» **What you will do**: Show, in full, each line of the data that contains "found".

--------------------------------

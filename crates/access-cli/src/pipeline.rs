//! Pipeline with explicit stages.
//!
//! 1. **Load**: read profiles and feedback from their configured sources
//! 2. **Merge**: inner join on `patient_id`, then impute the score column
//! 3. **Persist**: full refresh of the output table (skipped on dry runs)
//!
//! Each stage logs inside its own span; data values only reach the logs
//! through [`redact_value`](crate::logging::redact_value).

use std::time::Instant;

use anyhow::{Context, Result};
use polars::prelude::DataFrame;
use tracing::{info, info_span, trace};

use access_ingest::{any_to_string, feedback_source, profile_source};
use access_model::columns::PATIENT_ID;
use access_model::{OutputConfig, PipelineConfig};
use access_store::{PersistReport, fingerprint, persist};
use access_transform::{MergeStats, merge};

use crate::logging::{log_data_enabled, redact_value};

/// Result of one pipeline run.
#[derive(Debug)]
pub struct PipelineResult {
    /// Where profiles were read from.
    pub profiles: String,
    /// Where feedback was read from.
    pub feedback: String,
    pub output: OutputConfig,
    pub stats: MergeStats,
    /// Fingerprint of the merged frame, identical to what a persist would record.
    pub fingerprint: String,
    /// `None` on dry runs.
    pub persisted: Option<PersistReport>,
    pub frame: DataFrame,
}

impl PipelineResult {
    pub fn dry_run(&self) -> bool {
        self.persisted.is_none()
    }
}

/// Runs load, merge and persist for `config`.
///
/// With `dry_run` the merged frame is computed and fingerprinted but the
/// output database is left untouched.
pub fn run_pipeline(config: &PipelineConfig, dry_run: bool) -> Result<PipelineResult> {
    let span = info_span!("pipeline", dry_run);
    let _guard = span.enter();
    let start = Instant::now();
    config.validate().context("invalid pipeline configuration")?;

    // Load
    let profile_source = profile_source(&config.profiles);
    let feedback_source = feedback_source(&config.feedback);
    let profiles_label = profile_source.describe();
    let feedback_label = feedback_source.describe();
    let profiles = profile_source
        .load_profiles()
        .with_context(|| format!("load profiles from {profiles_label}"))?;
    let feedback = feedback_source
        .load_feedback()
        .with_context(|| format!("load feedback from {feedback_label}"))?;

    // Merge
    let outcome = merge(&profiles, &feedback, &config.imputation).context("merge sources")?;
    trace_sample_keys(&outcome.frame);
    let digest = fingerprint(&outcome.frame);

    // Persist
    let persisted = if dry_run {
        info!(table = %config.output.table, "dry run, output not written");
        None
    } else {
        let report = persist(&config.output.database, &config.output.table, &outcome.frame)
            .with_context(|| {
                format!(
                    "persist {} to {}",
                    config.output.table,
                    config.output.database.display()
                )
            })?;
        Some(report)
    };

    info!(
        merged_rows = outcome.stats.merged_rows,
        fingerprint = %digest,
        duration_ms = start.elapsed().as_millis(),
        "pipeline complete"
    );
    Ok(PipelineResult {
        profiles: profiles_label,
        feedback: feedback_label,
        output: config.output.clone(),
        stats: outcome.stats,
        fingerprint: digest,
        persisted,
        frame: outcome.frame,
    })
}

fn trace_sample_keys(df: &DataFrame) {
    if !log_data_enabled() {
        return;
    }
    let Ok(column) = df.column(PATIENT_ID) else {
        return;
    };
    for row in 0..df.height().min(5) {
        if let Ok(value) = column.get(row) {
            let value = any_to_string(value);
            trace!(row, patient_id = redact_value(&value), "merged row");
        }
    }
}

--------------------------------

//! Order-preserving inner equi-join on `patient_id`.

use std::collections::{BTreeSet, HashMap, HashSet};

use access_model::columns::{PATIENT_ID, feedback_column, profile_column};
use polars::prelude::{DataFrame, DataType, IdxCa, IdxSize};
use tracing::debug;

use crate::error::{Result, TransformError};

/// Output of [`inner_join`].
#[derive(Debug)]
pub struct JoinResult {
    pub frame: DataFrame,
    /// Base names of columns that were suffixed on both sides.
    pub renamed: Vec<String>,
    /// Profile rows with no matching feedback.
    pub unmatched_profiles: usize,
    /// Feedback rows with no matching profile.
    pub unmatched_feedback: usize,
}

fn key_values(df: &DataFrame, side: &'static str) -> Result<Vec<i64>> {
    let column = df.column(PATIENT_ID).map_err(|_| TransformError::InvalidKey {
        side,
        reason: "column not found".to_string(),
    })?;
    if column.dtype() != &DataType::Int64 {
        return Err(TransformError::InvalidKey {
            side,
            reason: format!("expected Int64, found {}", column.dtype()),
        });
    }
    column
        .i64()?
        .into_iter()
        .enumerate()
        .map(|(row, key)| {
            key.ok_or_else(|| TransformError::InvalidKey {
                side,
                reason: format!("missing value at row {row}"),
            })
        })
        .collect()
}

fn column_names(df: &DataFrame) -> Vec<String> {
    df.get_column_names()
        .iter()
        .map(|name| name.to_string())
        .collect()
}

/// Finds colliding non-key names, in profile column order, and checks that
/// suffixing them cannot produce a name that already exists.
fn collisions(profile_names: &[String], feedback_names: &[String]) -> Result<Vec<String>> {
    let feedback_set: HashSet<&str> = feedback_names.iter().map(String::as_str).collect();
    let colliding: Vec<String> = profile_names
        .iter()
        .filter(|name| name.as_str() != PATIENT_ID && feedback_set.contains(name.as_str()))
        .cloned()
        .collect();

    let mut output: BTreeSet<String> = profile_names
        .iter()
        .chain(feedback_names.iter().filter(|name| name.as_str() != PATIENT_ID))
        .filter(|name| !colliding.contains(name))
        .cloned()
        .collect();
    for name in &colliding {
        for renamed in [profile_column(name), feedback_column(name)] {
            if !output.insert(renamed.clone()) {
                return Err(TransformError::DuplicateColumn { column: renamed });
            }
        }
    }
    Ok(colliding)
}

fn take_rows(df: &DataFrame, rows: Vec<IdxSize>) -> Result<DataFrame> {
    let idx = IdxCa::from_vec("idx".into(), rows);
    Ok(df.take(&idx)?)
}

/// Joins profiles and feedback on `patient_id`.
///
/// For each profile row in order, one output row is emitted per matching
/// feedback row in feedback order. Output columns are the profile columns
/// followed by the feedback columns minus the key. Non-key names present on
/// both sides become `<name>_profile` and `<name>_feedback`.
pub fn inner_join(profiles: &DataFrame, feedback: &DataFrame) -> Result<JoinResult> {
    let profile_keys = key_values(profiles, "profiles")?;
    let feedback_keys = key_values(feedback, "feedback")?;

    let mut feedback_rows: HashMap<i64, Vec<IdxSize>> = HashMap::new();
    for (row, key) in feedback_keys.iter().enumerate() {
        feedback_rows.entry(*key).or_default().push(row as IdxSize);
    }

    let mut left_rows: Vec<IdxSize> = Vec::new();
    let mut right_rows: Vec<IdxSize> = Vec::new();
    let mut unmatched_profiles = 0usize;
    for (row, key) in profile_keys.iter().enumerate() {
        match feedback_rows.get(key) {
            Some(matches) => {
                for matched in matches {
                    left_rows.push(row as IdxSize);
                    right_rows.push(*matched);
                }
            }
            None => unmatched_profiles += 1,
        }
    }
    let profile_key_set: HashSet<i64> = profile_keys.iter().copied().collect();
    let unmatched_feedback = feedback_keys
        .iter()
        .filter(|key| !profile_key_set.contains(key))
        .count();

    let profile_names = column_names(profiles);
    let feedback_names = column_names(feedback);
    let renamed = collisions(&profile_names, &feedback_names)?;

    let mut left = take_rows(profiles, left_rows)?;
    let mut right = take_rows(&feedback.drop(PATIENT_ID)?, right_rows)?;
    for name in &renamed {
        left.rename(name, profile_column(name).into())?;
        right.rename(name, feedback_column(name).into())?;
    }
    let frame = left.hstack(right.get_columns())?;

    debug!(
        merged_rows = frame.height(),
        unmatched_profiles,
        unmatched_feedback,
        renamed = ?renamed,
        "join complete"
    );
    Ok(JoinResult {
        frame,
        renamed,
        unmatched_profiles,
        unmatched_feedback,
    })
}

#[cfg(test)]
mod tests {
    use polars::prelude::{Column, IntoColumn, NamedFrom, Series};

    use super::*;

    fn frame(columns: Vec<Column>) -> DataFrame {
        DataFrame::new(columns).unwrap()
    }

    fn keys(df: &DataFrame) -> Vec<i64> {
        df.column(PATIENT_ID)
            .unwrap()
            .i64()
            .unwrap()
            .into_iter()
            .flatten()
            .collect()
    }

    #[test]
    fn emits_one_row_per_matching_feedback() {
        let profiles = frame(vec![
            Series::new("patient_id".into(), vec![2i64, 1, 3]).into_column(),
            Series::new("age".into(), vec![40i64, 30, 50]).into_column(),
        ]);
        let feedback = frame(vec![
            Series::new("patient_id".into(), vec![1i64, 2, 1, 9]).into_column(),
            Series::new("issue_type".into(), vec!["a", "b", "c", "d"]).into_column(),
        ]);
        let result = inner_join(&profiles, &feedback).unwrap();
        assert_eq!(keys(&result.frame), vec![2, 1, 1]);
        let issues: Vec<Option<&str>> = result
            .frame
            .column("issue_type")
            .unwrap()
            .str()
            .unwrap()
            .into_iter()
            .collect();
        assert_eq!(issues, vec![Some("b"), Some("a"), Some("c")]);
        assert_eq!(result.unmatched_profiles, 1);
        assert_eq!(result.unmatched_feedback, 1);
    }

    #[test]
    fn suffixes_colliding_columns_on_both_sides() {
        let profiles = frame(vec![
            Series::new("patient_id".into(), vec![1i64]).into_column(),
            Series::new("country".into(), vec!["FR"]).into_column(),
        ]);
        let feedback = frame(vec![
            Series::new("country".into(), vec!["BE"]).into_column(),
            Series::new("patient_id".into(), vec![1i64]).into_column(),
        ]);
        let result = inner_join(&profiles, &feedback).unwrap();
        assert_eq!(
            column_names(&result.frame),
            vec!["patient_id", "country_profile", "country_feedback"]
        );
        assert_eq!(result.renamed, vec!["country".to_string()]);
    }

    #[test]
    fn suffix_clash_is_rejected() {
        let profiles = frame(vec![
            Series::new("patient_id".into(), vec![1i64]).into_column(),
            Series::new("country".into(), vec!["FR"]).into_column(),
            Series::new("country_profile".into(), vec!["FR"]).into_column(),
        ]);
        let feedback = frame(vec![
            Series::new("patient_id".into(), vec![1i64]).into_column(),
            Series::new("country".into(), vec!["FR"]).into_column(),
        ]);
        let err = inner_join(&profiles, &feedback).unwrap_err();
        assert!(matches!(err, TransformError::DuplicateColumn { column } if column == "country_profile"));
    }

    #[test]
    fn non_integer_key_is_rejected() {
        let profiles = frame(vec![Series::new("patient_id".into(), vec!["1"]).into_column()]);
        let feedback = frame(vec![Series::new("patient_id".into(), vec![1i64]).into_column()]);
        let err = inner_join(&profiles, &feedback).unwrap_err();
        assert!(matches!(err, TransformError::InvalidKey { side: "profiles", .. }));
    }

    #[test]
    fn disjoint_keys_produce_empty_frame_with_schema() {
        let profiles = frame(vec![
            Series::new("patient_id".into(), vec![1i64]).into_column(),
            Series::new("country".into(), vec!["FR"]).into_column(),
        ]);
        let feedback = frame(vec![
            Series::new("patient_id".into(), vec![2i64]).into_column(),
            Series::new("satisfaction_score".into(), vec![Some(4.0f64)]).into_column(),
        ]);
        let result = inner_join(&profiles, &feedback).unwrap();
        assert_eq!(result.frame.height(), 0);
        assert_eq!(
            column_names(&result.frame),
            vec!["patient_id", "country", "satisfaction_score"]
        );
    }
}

--------------------------------

» **Finished exercise**:
        reason: "column not found".to_string(),
            reason: format!("expected Int64, found {}", column.dtype()),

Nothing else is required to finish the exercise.